_Your goal_. Take every line from the records below that includes the word "AngularRate".

(Saved data entries)
--- --- ---

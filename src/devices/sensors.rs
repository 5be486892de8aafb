use log::debug;
use rand::rngs::StdRng;
use rand::{Rng, SeedableRng};
use serde::{Deserialize, Serialize};
use std::time::Instant;

use super::measurement::{Measurement, SensorId, SensorKind};
use crate::utils::error::SimulationError;

/// Inclusive numeric bounds for a sensor's simulated values.
#[derive(Debug, Clone, Copy, PartialEq, Serialize, Deserialize)]
pub struct ValueRange {
    pub min: f64,
    pub max: f64,
}

impl ValueRange {
    pub const fn new(min: f64, max: f64) -> Self {
        Self { min, max }
    }

    pub fn validate(&self, label: &str) -> Result<(), SimulationError> {
        if !self.min.is_finite() || !self.max.is_finite() {
            return Err(SimulationError::ConfigError(format!(
                "{} range must be finite, got ({}, {})",
                label, self.min, self.max
            )));
        }
        if self.min >= self.max {
            return Err(SimulationError::ConfigError(format!(
                "{} range minimum {} must be below maximum {}",
                label, self.min, self.max
            )));
        }
        // The sampler needs a finite width, not just finite bounds
        if !(self.max - self.min).is_finite() {
            return Err(SimulationError::ConfigError(format!(
                "{} range ({}, {}) is too wide to sample",
                label, self.min, self.max
            )));
        }
        Ok(())
    }

    pub fn contains(&self, value: f64) -> bool {
        value >= self.min && value <= self.max
    }
}

#[derive(Debug, Clone, Copy, PartialEq)]
pub struct SensorChannel {
    pub id: SensorId,
    pub kind: SensorKind,
    pub range: ValueRange,
}

impl SensorChannel {
    pub fn new(id: SensorId, kind: SensorKind, range: ValueRange) -> Self {
        Self { id, kind, range }
    }
}

/// Sensor layout of the simulated crane: `temperature_sensors` register
/// channels numbered from zero, followed by one slewing rate-of-turn channel.
pub fn crane_channels(
    temperature_sensors: usize,
    temperature_range: ValueRange,
    angular_rate_range: ValueRange,
) -> Vec<SensorChannel> {
    let mut channels: Vec<SensorChannel> = (0..temperature_sensors)
        .map(|i| SensorChannel::new(SensorId(i as u16), SensorKind::Temperature, temperature_range))
        .collect();
    channels.push(SensorChannel::new(
        SensorId(temperature_sensors as u16),
        SensorKind::AngularRate,
        angular_rate_range,
    ));
    channels
}

/// Produces uncorrelated readings, one per channel per call.
///
/// The generator is owned by a single task; each concurrent producer gets its
/// own `MeasurementSource`.
pub struct MeasurementSource {
    rng: StdRng,
}

impl MeasurementSource {
    pub fn from_entropy() -> Self {
        Self {
            rng: StdRng::from_os_rng(),
        }
    }

    pub fn seeded(seed: u64) -> Self {
        Self {
            rng: StdRng::seed_from_u64(seed),
        }
    }

    pub fn new(seed: Option<u64>) -> Self {
        match seed {
            Some(seed) => Self::seeded(seed),
            None => Self::from_entropy(),
        }
    }

    pub fn generate(&mut self, channels: &[SensorChannel], tick: u64) -> Vec<Measurement> {
        let timestamp = Instant::now();
        let measurements: Vec<Measurement> = channels
            .iter()
            .map(|channel| Measurement {
                sensor_id: channel.id,
                kind: channel.kind,
                value: self.sample(channel),
                tick,
                timestamp,
            })
            .collect();

        debug!(
            "🎲 Tick {} generated [{}]",
            tick,
            measurements
                .iter()
                .map(|m| format!("{}={}", m.sensor_id, m.value))
                .collect::<Vec<_>>()
                .join(", ")
        );
        measurements
    }

    fn sample(&mut self, channel: &SensorChannel) -> f64 {
        let ValueRange { min, max } = channel.range;
        if channel.kind.is_integral() {
            let low = min.ceil() as i64;
            let high = (max.floor() as i64).max(low);
            self.rng.random_range(low..=high) as f64
        } else {
            self.rng.random_range(min..max)
        }
    }
}

#[cfg(test)]
mod tests {
    use super::*;

    #[test]
    fn test_range_validation() {
        assert!(ValueRange::new(1.0, 100.0).validate("register").is_ok());
        assert!(ValueRange::new(5.0, 5.0).validate("register").is_err());
        assert!(ValueRange::new(10.0, 1.0).validate("register").is_err());
        assert!(ValueRange::new(f64::NAN, 1.0).validate("register").is_err());
        assert!(ValueRange::new(-1e308, 1e308).validate("angular rate").is_err());
    }

    #[test]
    fn test_crane_channel_layout() {
        let channels = crane_channels(4, ValueRange::new(1.0, 100.0), ValueRange::new(0.0, 360.0));
        assert_eq!(channels.len(), 5);
        assert!(channels[..4].iter().all(|c| c.kind == SensorKind::Temperature));
        assert_eq!(channels[4].kind, SensorKind::AngularRate);
        assert_eq!(channels[4].id, SensorId(4));
    }

    #[test]
    fn test_generate_one_value_per_channel_within_range() {
        let channels = crane_channels(4, ValueRange::new(1.0, 100.0), ValueRange::new(0.0, 360.0));
        let mut source = MeasurementSource::seeded(42);

        for tick in 1..=200 {
            let batch = source.generate(&channels, tick);
            assert_eq!(batch.len(), channels.len());
            for (m, channel) in batch.iter().zip(&channels) {
                assert_eq!(m.sensor_id, channel.id);
                assert_eq!(m.tick, tick);
                assert!(channel.range.contains(m.value), "{} out of range", m);
                if channel.kind.is_integral() {
                    assert_eq!(m.value.fract(), 0.0);
                }
            }
        }
    }

    #[test]
    fn test_widest_accepted_range_samples_without_panicking() {
        let range = ValueRange::new(-8e307, 8e307);
        assert!(range.validate("angular rate").is_ok());

        let channels = crane_channels(1, ValueRange::new(1.0, 100.0), range);
        let batch = MeasurementSource::seeded(1).generate(&channels, 1);
        assert!(range.contains(batch[1].value));
    }

    #[test]
    fn test_seeded_sources_are_reproducible() {
        let channels = crane_channels(3, ValueRange::new(1.0, 100.0), ValueRange::new(0.0, 360.0));
        let mut a = MeasurementSource::seeded(7);
        let mut b = MeasurementSource::seeded(7);
        let values_a: Vec<f64> = a.generate(&channels, 1).iter().map(|m| m.value).collect();
        let values_b: Vec<f64> = b.generate(&channels, 1).iter().map(|m| m.value).collect();
        assert_eq!(values_a, values_b);
    }
}
use serde::{Deserialize, Serialize};
use std::fmt;

use crate::devices::SensorKind;
use crate::utils::error::SimulationError;

/// Two-character sender identifier, e.g. `MG` or `CR`.
#[derive(Debug, Clone, Copy, PartialEq, Eq, Hash)]
pub struct TalkerId([u8; 2]);

impl TalkerId {
    pub fn parse(raw: &str) -> Result<Self, SimulationError> {
        match raw.as_bytes() {
            [a, b] if a.is_ascii_alphanumeric() && b.is_ascii_alphanumeric() => {
                Ok(Self([a.to_ascii_uppercase(), b.to_ascii_uppercase()]))
            }
            _ => Err(SimulationError::ConfigError(format!(
                "talker id '{}' must be exactly two ASCII letters or digits",
                raw
            ))),
        }
    }

    pub fn as_str(&self) -> &str {
        // Both bytes are ASCII alphanumerics, checked in `parse`.
        std::str::from_utf8(&self.0).unwrap_or("??")
    }
}

impl fmt::Display for TalkerId {
    fn fmt(&self, f: &mut fmt::Formatter<'_>) -> fmt::Result {
        f.write_str(self.as_str())
    }
}

#[derive(Debug, Clone, Copy, PartialEq, Eq, Hash, Serialize, Deserialize)]
pub enum SentenceKind {
    /// Rate of turn: `rate,status`.
    #[serde(rename = "ROT")]
    Rot,
    /// Mean water temperature: `temperature,unit`.
    #[serde(rename = "MTW")]
    Mtw,
}

impl SentenceKind {
    pub fn code(&self) -> &'static str {
        match self {
            SentenceKind::Rot => "ROT",
            SentenceKind::Mtw => "MTW",
        }
    }

    /// Sensor kind whose readings this sentence carries.
    pub fn sensor_kind(&self) -> SensorKind {
        match self {
            SentenceKind::Rot => SensorKind::AngularRate,
            SentenceKind::Mtw => SensorKind::Temperature,
        }
    }

    pub fn from_code(code: &str) -> Option<Self> {
        match code {
            "ROT" => Some(SentenceKind::Rot),
            "MTW" => Some(SentenceKind::Mtw),
            _ => None,
        }
    }
}

impl fmt::Display for SentenceKind {
    fn fmt(&self, f: &mut fmt::Formatter<'_>) -> fmt::Result {
        f.write_str(self.code())
    }
}

/// Static description of how measurements become telegram fields.
#[derive(Debug, Clone, Copy, PartialEq, Eq)]
pub struct TelegramSpec {
    pub talker: TalkerId,
    pub kind: SentenceKind,
    pub precision: usize,
}

impl TelegramSpec {
    pub fn new(talker: TalkerId, kind: SentenceKind, precision: usize) -> Self {
        Self {
            talker,
            kind,
            precision,
        }
    }

    pub fn fields(&self, value: f64) -> Vec<String> {
        let rendered = format!("{:.*}", self.precision, value);
        match self.kind {
            SentenceKind::Rot => vec![rendered, "A".to_string()],
            SentenceKind::Mtw => vec![rendered, "C".to_string()],
        }
    }

    /// Largest difference between a value and its rendered field.
    pub fn tolerance(&self) -> f64 {
        0.5 * 10f64.powi(-(self.precision as i32))
    }
}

--- --- ---

_Answer below_.
        SensorKind::AngularRate,
        assert_eq!(channels[4].kind, SensorKind::AngularRate);
            SentenceKind::Rot => SensorKind::AngularRate,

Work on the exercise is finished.